Monday, January 21, 2013

University and Center: Provo's Most Dangerous Intersection

Historic photo courtesy of Brigham Young University, Lee Library, L. Tom Perry Special Collection

In April of 1917, a group of artisans in Provo decided to add an innovative, concrete fountain to the intersection of University Ave and Center Street.  The fountain marked what became a meeting place for Provo residents; several community events were organized and held around the fountain, including bike races, hikes, and pageants.  The fountain was eventually removed in 1931.

The Daily Herald wrote an excellent article about the fountain.  One of my favorite stories recounted in the article is how the fountain was used to "duck," or throw people in the fountain, several Provo High School students who did not show up to a mandatory day of service.  I also enjoyed the story about a group of kids who would hold onto car bumpers in the intersection and get a quick ride down the street.

The fountain was eventually moved because it was a traffic hazard.  Automobile accidents were extremely common around it, especially in the winter time when the fountain froze over and the ice spilled onto the street.  Since University Ave is a state highway, the state offered to remove the fountain.  Although several individuals wanted to move the fountain to a local park as a commemoration of the horse and buggy era, the city accepted the states offer when no funds could be found to move the fountain.

Below is an additional photo of the fountain looking towards the east.

Historic photo courtesy of Brigham Young University, Lee Library, L. Tom Perry Special Collection

In the first photo of this post, you can see one of the most prominent buildings in Provo, the First National Bank Building (which may be known as the Commercial and Savings Building), which is currently part of Provo Town Square.  Below is a picture of the building from 1880 and what it currently looks like.

Historic photo courtesy of Brigham Young University, Lee Library, L. Tom Perry Special Collection

The Provo City Website has an excellent summary about the history of this building.  It reads:

"Businessmen A. O. Smoote organized the First National Bank of Provo in 1882 and constructed their first building on this site in 1884.  In 1894 the Provo Commercial and Savings Bank took over First National.  Reed Smoot, president, had organized the new bank in 1890.  Provo Commercial and Savings constructed this building in 1904.  Like the Knight Block, the architect for this building was Richard C. Watkins.  Watkins also designed College Hall and other commercial buildings on University and Center during the real estate boom in Provo at the turn of the century.  The new bank resembles the Knight Block and is late Richardson Romanesque-Commercial.  The ground level has been altered, eliminating the large arched window.  Look especially for the capitals on the free standing and engauged columns.  They have some of the finest hand carved masonry work in provo.  The carving which are also are Richardson Romanesque inspired, included Gothic creatures and naturalistic designs such as leaves.  The second level has remained essentially intact."
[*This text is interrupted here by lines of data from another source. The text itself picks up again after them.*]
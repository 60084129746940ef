//! Resettable reader: try a structured decode first, replay the same bytes
//! for raw chunking if it declines.

use std::io::{self, Read};

use crate::error::{Error, Result};

/// Lifecycle of a [`ResetReader`].
#[derive(Debug, Clone, Copy, PartialEq, Eq)]
pub enum ResetState {
    /// Every byte read is retained.
    Buffering,
    /// Rewound to the start; retained bytes are served first, new bytes are
    /// still retained.
    Replaying,
    /// Retention stopped. Remaining retained bytes are served once and then
    /// released. `reset` fails from here on.
    ForwardOnly,
}

/// Wraps a reader so the bytes consumed so far can be replayed once.
///
/// Memory grows with the number of bytes read while buffering; [`stop`]
/// drops everything already consumed and frees the rest as it is read.
///
/// # Example
///
/// ```
/// use std::io::Read;
/// use chunkfeed::ResetReader;
///
/// let mut reader = ResetReader::new(&b"PK\x03\x04 not really a zip"[..]);
///
/// let mut magic = [0u8; 4];
/// reader.read_exact(&mut magic)?;
/// // Decoder declines; replay from the start.
/// reader.reset()?;
/// reader.stop();
///
/// let mut all = Vec::new();
/// reader.read_to_end(&mut all)?;
/// assert!(all.starts_with(b"PK\x03\x04"));
/// # Ok::<(), chunkfeed::Error>(())
/// ```
///
/// [`stop`]: ResetReader::stop
#[derive(Debug)]
pub struct ResetReader<R> {
    inner: R,
    retained: Vec<u8>,
    pos: usize,
    state: ResetState,
}

impl<R: Read> ResetReader<R> {
    /// Wraps `inner`, starting in [`ResetState::Buffering`].
    pub fn new(inner: R) -> Self {
        Self {
            inner,
            retained: Vec::new(),
            pos: 0,
            state: ResetState::Buffering,
        }
    }

    /// Rewinds the logical read position to the start of the stream.
    ///
    /// # Errors
    ///
    /// Returns [`Error::ResetAfterStop`] once [`ResetReader::stop`] was called.
    pub fn reset(&mut self) -> Result<()> {
        if self.state == ResetState::ForwardOnly {
            return Err(Error::ResetAfterStop);
        }
        self.pos = 0;
        self.state = ResetState::Replaying;
        Ok(())
    }

    /// Stops retaining bytes and commits to forward-only reads.
    ///
    /// Bytes already consumed are released immediately; retained bytes not
    /// yet re-read are served first and released once drained.
    pub fn stop(&mut self) {
        if self.state == ResetState::ForwardOnly {
            return;
        }
        self.retained.drain(..self.pos);
        self.pos = 0;
        self.retained.shrink_to_fit();
        self.state = ResetState::ForwardOnly;
    }

    /// Returns the current lifecycle state.
    pub fn state(&self) -> ResetState {
        self.state
    }

    /// Number of bytes currently held in memory.
    pub fn retained_len(&self) -> usize {
        self.retained.len()
    }

    /// Consumes the wrapper, returning the underlying reader.
    ///
    /// Retained bytes that were not yet re-read are lost.
    pub fn into_inner(self) -> R {
        self.inner
    }
}

impl<R: Read> Read for ResetReader<R> {
    fn read(&mut self, out: &mut [u8]) -> io::Result<usize> {
        if out.is_empty() {
            return Ok(0);
        }

        if self.pos < self.retained.len() {
            let n = out.len().min(self.retained.len() - self.pos);
            out[..n].copy_from_slice(&self.retained[self.pos..self.pos + n]);
            self.pos += n;
            if self.state == ResetState::ForwardOnly && self.pos == self.retained.len() {
                self.retained = Vec::new();
                self.pos = 0;
            }
            return Ok(n);
        }

        let n = self.inner.read(out)?;
        if self.state != ResetState::ForwardOnly {
            self.retained.extend_from_slice(&out[..n]);
            self.pos += n;
        }
        Ok(n)
    }
}

#[cfg(test)]
mod tests {
    use super::*;
    use std::io::Cursor;

    #[test]
    fn test_reset_replays_consumed_bytes() {
        let mut reader = ResetReader::new(Cursor::new(b"hello world".to_vec()));
        let mut head = [0u8; 5];
        reader.read_exact(&mut head).unwrap();
        assert_eq!(&head, b"hello");

        reader.reset().unwrap();
        assert_eq!(reader.state(), ResetState::Replaying);

        let mut all = Vec::new();
        reader.read_to_end(&mut all).unwrap();
        assert_eq!(all, b"hello world");
    }

    #[test]
    fn test_reset_fails_after_stop() {
        let mut reader = ResetReader::new(&b"abc"[..]);
        reader.stop();
        assert!(matches!(reader.reset(), Err(Error::ResetAfterStop)));
    }

    #[test]
    fn test_stop_releases_consumed_bytes() {
        let mut reader = ResetReader::new(Cursor::new(vec![7u8; 1000]));
        let mut buf = vec![0u8; 600];
        reader.read_exact(&mut buf).unwrap();
        assert_eq!(reader.retained_len(), 600);

        reader.reset().unwrap();
        let mut part = vec![0u8; 200];
        reader.read_exact(&mut part).unwrap();
        reader.stop();
        assert_eq!(reader.retained_len(), 400);

        let mut rest = Vec::new();
        reader.read_to_end(&mut rest).unwrap();
        assert_eq!(rest.len(), 800);
        assert_eq!(reader.retained_len(), 0);
    }

    #[test]
    fn test_reset_then_stop_yields_full_stream() {
        let data: Vec<u8> = (0..5000).map(|i| (i % 251) as u8).collect();
        let mut reader = ResetReader::new(Cursor::new(data.clone()));
        let mut probe = vec![0u8; 1234];
        reader.read_exact(&mut probe).unwrap();

        reader.reset().unwrap();
        reader.stop();

        let mut all = Vec::new();
        reader.read_to_end(&mut all).unwrap();
        assert_eq!(all, data);
    }

    #[test]
    fn test_forward_only_does_not_retain() {
        let mut reader = ResetReader::new(Cursor::new(vec![1u8; 64]));
        reader.stop();
        let mut buf = [0u8; 32];
        reader.read_exact(&mut buf).unwrap();
        assert_eq!(reader.retained_len(), 0);
    }
}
As nerdy as it sounds, I got really excited when I read that the building is in the Richardson-Romanesque style because my favorite building in Salt Lake, the City and County Building, is also Richardson-Romanesque.  One additional historical note is that the first building at this site held class for Brigham Young Academy after the Lewis Building was destroyed in 1884.

Below are a couple of additional photos of the building throughout the years.

Photo courtesy of Brigham Young University, Lee Library, L. Tom Perry Special Collection

LOST IN HISTORY:  The other day I read about a building in Provo that has been lifted off its foundation and is resting on stilts about 5 feet of the ground so that a 38 foot basement can be dug.  Which building is it?  As a couple extra hints, it is located in the vicinity of the First National Bank Building and it has been covered in a couple of previous posts.  If you would like to see pictures of it rest on stilts, take a look at the Skyscraperpage Forum.


  1. Im pretty sure your talking about the Provo Tabernacle...

  2. Correct! Check out the photos on the Skyscraper Page. It is pretty crazy looking.

  3. Love, love, love the pictures on Skyscraper Forum. I also wanted to vote for the Provo Temple/Tabernacle.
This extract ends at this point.